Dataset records
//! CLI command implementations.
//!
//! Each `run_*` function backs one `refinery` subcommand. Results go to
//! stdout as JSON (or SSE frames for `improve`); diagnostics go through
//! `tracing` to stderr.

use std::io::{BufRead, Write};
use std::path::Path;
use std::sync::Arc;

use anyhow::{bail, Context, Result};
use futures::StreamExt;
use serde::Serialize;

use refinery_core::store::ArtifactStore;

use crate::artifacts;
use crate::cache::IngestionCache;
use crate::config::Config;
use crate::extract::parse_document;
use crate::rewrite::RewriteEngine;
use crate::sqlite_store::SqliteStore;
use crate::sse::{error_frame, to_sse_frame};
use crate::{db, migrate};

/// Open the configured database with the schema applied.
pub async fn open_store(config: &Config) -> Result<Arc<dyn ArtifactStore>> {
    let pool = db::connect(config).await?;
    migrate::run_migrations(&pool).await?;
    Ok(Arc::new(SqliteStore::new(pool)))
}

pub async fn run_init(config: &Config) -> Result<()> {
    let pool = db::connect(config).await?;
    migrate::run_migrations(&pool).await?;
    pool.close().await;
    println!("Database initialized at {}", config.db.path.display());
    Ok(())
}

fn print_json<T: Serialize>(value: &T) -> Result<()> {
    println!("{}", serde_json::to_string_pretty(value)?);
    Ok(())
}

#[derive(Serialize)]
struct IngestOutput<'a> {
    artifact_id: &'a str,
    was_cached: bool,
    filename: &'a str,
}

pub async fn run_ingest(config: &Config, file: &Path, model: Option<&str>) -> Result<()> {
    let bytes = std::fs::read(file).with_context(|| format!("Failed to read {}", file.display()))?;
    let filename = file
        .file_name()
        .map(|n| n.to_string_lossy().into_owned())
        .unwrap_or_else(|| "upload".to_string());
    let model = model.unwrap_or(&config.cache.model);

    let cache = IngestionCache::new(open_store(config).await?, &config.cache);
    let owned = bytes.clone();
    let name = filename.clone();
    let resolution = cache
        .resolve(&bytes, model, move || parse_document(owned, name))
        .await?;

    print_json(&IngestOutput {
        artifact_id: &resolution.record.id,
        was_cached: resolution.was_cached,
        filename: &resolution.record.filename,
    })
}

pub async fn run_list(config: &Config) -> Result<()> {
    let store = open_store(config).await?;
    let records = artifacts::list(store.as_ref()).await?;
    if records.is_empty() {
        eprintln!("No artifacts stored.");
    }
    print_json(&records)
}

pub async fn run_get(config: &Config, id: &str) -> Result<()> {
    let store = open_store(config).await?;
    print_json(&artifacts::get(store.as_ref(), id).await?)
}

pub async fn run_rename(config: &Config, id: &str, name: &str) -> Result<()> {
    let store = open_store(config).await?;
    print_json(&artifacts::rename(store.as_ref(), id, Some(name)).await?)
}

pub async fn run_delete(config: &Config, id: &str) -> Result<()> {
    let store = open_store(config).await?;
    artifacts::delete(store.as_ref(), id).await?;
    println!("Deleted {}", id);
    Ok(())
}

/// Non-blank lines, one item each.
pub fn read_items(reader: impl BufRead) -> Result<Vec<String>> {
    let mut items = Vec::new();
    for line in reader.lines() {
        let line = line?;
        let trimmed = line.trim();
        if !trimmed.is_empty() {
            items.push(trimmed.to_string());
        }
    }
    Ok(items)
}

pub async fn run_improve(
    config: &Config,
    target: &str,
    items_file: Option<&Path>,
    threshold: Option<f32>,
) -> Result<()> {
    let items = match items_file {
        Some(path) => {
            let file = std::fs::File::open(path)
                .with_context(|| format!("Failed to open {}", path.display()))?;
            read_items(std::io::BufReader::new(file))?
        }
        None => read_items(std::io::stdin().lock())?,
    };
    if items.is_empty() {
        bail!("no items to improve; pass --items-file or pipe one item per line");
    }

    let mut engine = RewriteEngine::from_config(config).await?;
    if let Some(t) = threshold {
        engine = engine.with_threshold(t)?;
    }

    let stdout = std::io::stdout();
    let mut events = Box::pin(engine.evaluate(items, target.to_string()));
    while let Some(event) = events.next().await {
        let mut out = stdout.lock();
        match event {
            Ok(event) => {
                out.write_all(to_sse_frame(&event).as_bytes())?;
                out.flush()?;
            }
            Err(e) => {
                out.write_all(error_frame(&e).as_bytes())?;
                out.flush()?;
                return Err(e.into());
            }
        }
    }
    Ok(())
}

• _Work order_
Where a line in the entries holds the word "IngestOutput", copy that line.

• _Response area_
struct IngestOutput<'a> {
    print_json(&IngestOutput {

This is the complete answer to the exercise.